No one else on the train says a word. One person– a white guy, maybe in his mid-fifties– nods approvingly at me. I get off the train a stop early at the same place the family does in case he decides to try and follow them. The mom thanks me. The guy gives us the finger through the train window. I blow him a kiss.
My wife and son and I go to hang out with some of our friends a few days after America decides to elect a fascist. One of our friends is wearing a safety pin on her shirt. I am not wearing one on mine. I think about that family on that L train, and wonder about that safety pin. Were they supposed to look around for someone wearing a safety pin, to appeal to that person for help? If it’s winter, does the safety pin move to the outer clothing, or does it stay on the shirt, where you can’t see it under the coat? And if the person wearing the safety pin stands up and makes herself visible, or speaks up and makes his voice heard, is the safety pin really making any difference? Who is it there for? Is it a reminder to ourselves? A signal to other people that we are virtuous? Both? Neither? If it’s not combined with action, does it really mean anything at all?

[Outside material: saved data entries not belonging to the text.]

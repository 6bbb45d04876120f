//! Carousel Core: index bookkeeping, auto-play and input commands.
//!
//! Every navigation path ends in [`Carousel::go_to_slide`]; the active
//! [`Transition`] decides how the change is drawn. The handle is cheap to
//! clone and all clones drive the same instance.

use std::cell::RefCell;
use std::rc::{Rc, Weak};

use log::{debug, info};

use super::host::{show_only, sync_indicators, Scheduler, SlideSurface, TimerHandle};
use super::input::{KeyCommand, SwipeDirection};
use super::transition::{Transition, TransitionContext, TransitionKind};
use crate::config::CarouselConfig;

struct CarouselState {
    surface: Rc<dyn SlideSurface>,
    scheduler: Rc<dyn Scheduler>,
    transition: Box<dyn Transition>,
    config: CarouselConfig,
    slide_count: usize,
    current: usize,
    auto_play: Option<TimerHandle>,
    resume_after_hover: bool,
    destroyed: bool,
}

impl CarouselState {
    fn with_transition(&mut self, f: impl FnOnce(&mut dyn Transition, &TransitionContext<'_>)) {
        let ctx = TransitionContext {
            surface: &self.surface,
            scheduler: &self.scheduler,
            config: &self.config,
            auto_playing: self.auto_play.is_some(),
        };
        f(self.transition.as_mut(), &ctx);
    }

    fn go_to(&mut self, index: usize) {
        if self.destroyed || index >= self.slide_count || index == self.current {
            return;
        }
        let from = self.current;
        self.with_transition(|t, ctx| t.render_transition(ctx, from, index));
        self.current = index;
        self.with_transition(|t, ctx| t.on_navigate(ctx));
    }

    fn next(&mut self) {
        let target = (self.current + 1) % self.slide_count;
        self.go_to(target);
    }

    fn previous(&mut self) {
        let target = (self.current + self.slide_count - 1) % self.slide_count;
        self.go_to(target);
    }

    fn stop_timer(&mut self) -> bool {
        match self.auto_play.take() {
            Some(handle) => {
                self.scheduler.cancel(handle);
                true
            }
            None => false,
        }
    }
}

/// A mounted carousel, or an inert stand-in when there was nothing to mount.
#[derive(Clone, Default)]
pub struct Carousel {
    state: Option<Rc<RefCell<CarouselState>>>,
}

impl PartialEq for Carousel {
    fn eq(&self, other: &Self) -> bool {
        match (&self.state, &other.state) {
            (Some(a), Some(b)) => Rc::ptr_eq(a, b),
            (None, None) => true,
            _ => false,
        }
    }
}

impl Carousel {
    /// An instance that ignores every call.
    pub fn inert() -> Self {
        Self { state: None }
    }

    /// Builds indicators, lets the strategy prepare the surface, activates
    /// slide 0 and starts auto-play (if configured).
    ///
    /// A surface with no slides yields an inert instance.
    pub fn mount(
        surface: Rc<dyn SlideSurface>,
        scheduler: Rc<dyn Scheduler>,
        transition: Box<dyn Transition>,
        config: CarouselConfig,
    ) -> Self {
        let slide_count = surface.slide_count();
        if slide_count == 0 {
            debug!("Carousel has no slides, staying inert");
            return Self::inert();
        }

        surface.create_indicators(slide_count);

        let mut state = CarouselState {
            surface,
            scheduler,
            transition,
            config,
            slide_count,
            current: 0,
            auto_play: None,
            resume_after_hover: false,
            destroyed: false,
        };
        state.with_transition(|t, ctx| t.on_mount(ctx));
        show_only(&*state.surface, 0);
        sync_indicators(&*state.surface, 0);

        let auto_play = state.config.auto_play;
        info!(
            "Mounted carousel: {} slides, {} transition",
            slide_count,
            state.transition.kind().as_str()
        );

        let carousel = Self { state: Some(Rc::new(RefCell::new(state))) };
        if auto_play {
            carousel.start_auto_play();
        }
        carousel
    }

    fn with_state<R>(&self, f: impl FnOnce(&mut CarouselState) -> R) -> Option<R> {
        self.state.as_ref().map(|state| f(&mut state.borrow_mut()))
    }

    pub fn is_inert(&self) -> bool {
        self.state.is_none()
    }

    pub fn current_index(&self) -> usize {
        self.with_state(|s| s.current).unwrap_or(0)
    }

    pub fn slide_count(&self) -> usize {
        self.with_state(|s| s.slide_count).unwrap_or(0)
    }

    pub fn is_auto_playing(&self) -> bool {
        self.with_state(|s| s.auto_play.is_some()).unwrap_or(false)
    }

    pub fn transition_kind(&self) -> Option<TransitionKind> {
        self.with_state(|s| s.transition.kind())
    }

    /// Shows slide `index`. Out-of-range or current indexes are ignored.
    pub fn go_to_slide(&self, index: usize) {
        self.with_state(|s| s.go_to(index));
    }

    pub fn next_slide(&self) {
        self.with_state(CarouselState::next);
    }

    pub fn previous_slide(&self) {
        self.with_state(CarouselState::previous);
    }

    /// (Re)starts the auto-play timer. Any running timer is cancelled first,
    /// so there is never more than one.
    pub fn start_auto_play(&self) {
        let Some(state) = &self.state else {
            return;
        };
        let weak: Weak<RefCell<CarouselState>> = Rc::downgrade(state);
        let mut s = state.borrow_mut();
        if s.destroyed {
            return;
        }
        s.stop_timer();

        let handle = s.scheduler.schedule_repeating(
            s.config.auto_play_delay_ms,
            Box::new(move || {
                if let Some(state) = weak.upgrade() {
                    state.borrow_mut().next();
                }
            }),
        );
        s.auto_play = Some(handle);
        debug!("Auto-play started ({}ms)", s.config.auto_play_delay_ms);
        s.with_transition(|t, ctx| t.on_auto_play_start(ctx));
    }

    pub fn pause_auto_play(&self) {
        self.with_state(|s| {
            if s.stop_timer() {
                debug!("Auto-play paused");
            }
        });
    }

    pub fn toggle_auto_play(&self) {
        if self.is_auto_playing() {
            self.pause_auto_play();
        } else {
            self.start_auto_play();
        }
    }

    pub fn swipe(&self, direction: SwipeDirection) {
        match direction {
            SwipeDirection::Previous => self.previous_slide(),
            SwipeDirection::Next => self.next_slide(),
        }
    }

    pub fn handle_key(&self, command: KeyCommand) {
        match command {
            KeyCommand::Previous => self.previous_slide(),
            KeyCommand::Next => self.next_slide(),
            KeyCommand::ToggleAutoPlay => self.toggle_auto_play(),
        }
    }

    /// Pauses auto-play while the pointer is over the carousel, remembering
    /// whether it was running.
    pub fn pointer_enter(&self) {
        self.with_state(|s| s.resume_after_hover |= s.auto_play.is_some());
        self.pause_auto_play();
    }

    /// Resumes auto-play if it was running on enter or is configured on.
    pub fn pointer_leave(&self) {
        let resume = self
            .with_state(|s| std::mem::take(&mut s.resume_after_hover) || s.config.auto_play)
            .unwrap_or(false);
        if resume {
            self.start_auto_play();
        }
    }

    /// Stops the timer for good. Later calls on any clone do nothing.
    pub fn destroy(&self) {
        self.with_state(|s| {
            s.stop_timer();
            s.destroyed = true;
        });
        if !self.is_inert() {
            info!("Carousel destroyed");
        }
    }
}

My friend has five children. Those kids need to know to stand up, and she’s teaching them how. And she walks the walk and talks the talk. She will stand up. The pin represents something real, on her. I wonder how many others that’s true for. How many people are just trying to make themselves feel better? And do I have any right to criticize anyone else for making a small gesture that makes the world seem a little less bleak than it has recently?
I probably do not.
There is an American flag on the wall in my office. America decides to elect a fascist and I find that I can’t stand to look at it any longer. I order a rainbow flag from Amazon and hang it over the American flag, without taking it down.

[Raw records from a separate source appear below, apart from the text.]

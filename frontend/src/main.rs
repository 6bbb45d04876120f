use log::info;
use wasm_bindgen::JsCast;
use web_sys::{MouseEvent, Node};
use yew::prelude::*;
use yew_hooks::prelude::*;
use yew_router::prelude::*;

mod carousel;
mod config;
mod effects;
mod error;
mod theme;
mod whatsapp;

mod components {
    pub mod back_to_top;
    pub mod carousel_section;
    pub mod load_more;
}

mod pages {
    pub mod blog;
    pub mod business;
    pub mod contact;
    pub mod events;
    pub mod home;
}

use components::back_to_top::BackToTop;
use pages::{blog::Blog, business::Business, contact::Contact, events::Events, home::Home};
use theme::ThemeToggle;
use whatsapp::WhatsAppLink;

#[derive(Clone, Routable, PartialEq, Debug)]
pub enum Route {
    #[at("/")]
    Home,
    #[at("/events")]
    Events,
    #[at("/business")]
    Business,
    #[at("/blog")]
    Blog,
    #[at("/contact")]
    Contact,
    #[not_found]
    #[at("/404")]
    NotFound,
}

const NAV_LINKS: &[(Route, &str)] = &[
    (Route::Home, "Home"),
    (Route::Events, "Events"),
    (Route::Business, "Businesses"),
    (Route::Blog, "Blog"),
    (Route::Contact, "Contact"),
];

// Above this width the menu is always laid out inline
pub const MOBILE_BREAKPOINT_PX: f64 = 768.0;

fn menu_closes_on_resize(viewport_width: f64) -> bool {
    viewport_width > MOBILE_BREAKPOINT_PX
}

fn is_active_link(current: Option<&Route>, link: &Route) -> bool {
    match current {
        Some(Route::NotFound) | None => *link == Route::Home,
        Some(route) => route == link,
    }
}

fn switch(routes: Route) -> Html {
    match routes {
        Route::Home | Route::NotFound => {
            info!("Rendering Home page");
            html! { <Home /> }
        }
        Route::Events => {
            info!("Rendering Events page");
            html! { <Events /> }
        }
        Route::Business => {
            info!("Rendering Business page");
            html! { <Business /> }
        }
        Route::Blog => {
            info!("Rendering Blog page");
            html! { <Blog /> }
        }
        Route::Contact => {
            info!("Rendering Contact page");
            html! { <Contact /> }
        }
    }
}

#[function_component(Nav)]
pub fn nav() -> Html {
    let menu_open = use_state_eq(|| false);
    let current = use_route::<Route>();
    let hamburger_ref = use_node_ref();
    let menu_ref = use_node_ref();

    // Clicking anywhere outside the burger and the menu closes it
    {
        let menu_open = menu_open.clone();
        let hamburger_ref = hamburger_ref.clone();
        let menu_ref = menu_ref.clone();
        use_event_with_window("click", move |e: MouseEvent| {
            let target = e.target().and_then(|t| t.dyn_into::<Node>().ok());
            let inside = |node_ref: &NodeRef| {
                node_ref
                    .get()
                    .map(|node| node.contains(target.as_ref()))
                    .unwrap_or(false)
            };
            if !inside(&hamburger_ref) && !inside(&menu_ref) {
                menu_open.set(false);
            }
        });
    }

    {
        let menu_open = menu_open.clone();
        use_event_with_window("resize", move |_: Event| {
            let width = web_sys::window()
                .and_then(|w| w.inner_width().ok())
                .and_then(|w| w.as_f64())
                .unwrap_or(0.0);
            if menu_closes_on_resize(width) {
                menu_open.set(false);
            }
        });
    }

    let toggle_menu = {
        let menu_open = menu_open.clone();
        Callback::from(move |_: MouseEvent| {
            menu_open.set(!*menu_open);
        })
    };

    let close_menu = {
        let menu_open = menu_open.clone();
        Callback::from(move |_: MouseEvent| {
            menu_open.set(false);
        })
    };

    let open = (*menu_open).then(|| "active");

    html! {
        <nav class="navbar">
            <div class="nav-container">
                <Link<Route> to={Route::Home} classes="nav-logo">
                    {config::SITE_NAME}
                </Link<Route>>

                <div id="nav-menu" ref={menu_ref} class={classes!("nav-menu", open)}>
                    { for NAV_LINKS.iter().map(|(route, label)| {
                        let active = is_active_link(current.as_ref(), route).then(|| "active");
                        html! {
                            <div onclick={close_menu.clone()}>
                                <Link<Route> to={route.clone()} classes={classes!("nav-link", active)}>
                                    {*label}
                                </Link<Route>>
                            </div>
                        }
                    }) }
                </div>

                <ThemeToggle />

                <button id="hamburger" ref={hamburger_ref} class={classes!("hamburger", open)} onclick={toggle_menu}>
                    <span></span>
                    <span></span>
                    <span></span>
                </button>
            </div>
        </nav>
    }
}

fn mark_loaded() {
    if let Some(body) = web_sys::window().and_then(|w| w.document()).and_then(|d| d.body()) {
        let _ = body.class_list().add_1("loaded");
    }
}

#[function_component]
fn App() -> Html {
    use_effect_with_deps(
        |_| {
            mark_loaded();
            || ()
        },
        (),
    );

    html! {
        <ContextProvider<WhatsAppLink> context={WhatsAppLink::default()}>
            <BrowserRouter>
                <Nav />
                <main>
                    <Switch<Route> render={switch} />
                </main>
                <BackToTop />
            </BrowserRouter>
        </ContextProvider<WhatsAppLink>>
    }
}

fn main() {
    // Initialize console error panic hook for better error messages
    console_error_panic_hook::set_once();

    console_log::init_with_level(config::log_level()).expect("error initializing log");

    info!("Starting {}", config::SITE_NAME);
    yew::Renderer::<App>::new().render();
}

I still believe in the things that America is supposed to represent, but I’m not sure the Stars and Stripes represents those things any longer. The rainbow flag is better. It expresses my ideals more concisely.
It’s on the wall in my office. No one but me and my family is ever really going to see it. I leave it there anyway, because I need the reminder. So, for that matter, does my son, once he’s old enough to understand what it means.
I find myself looking forward to the day when I can take it down.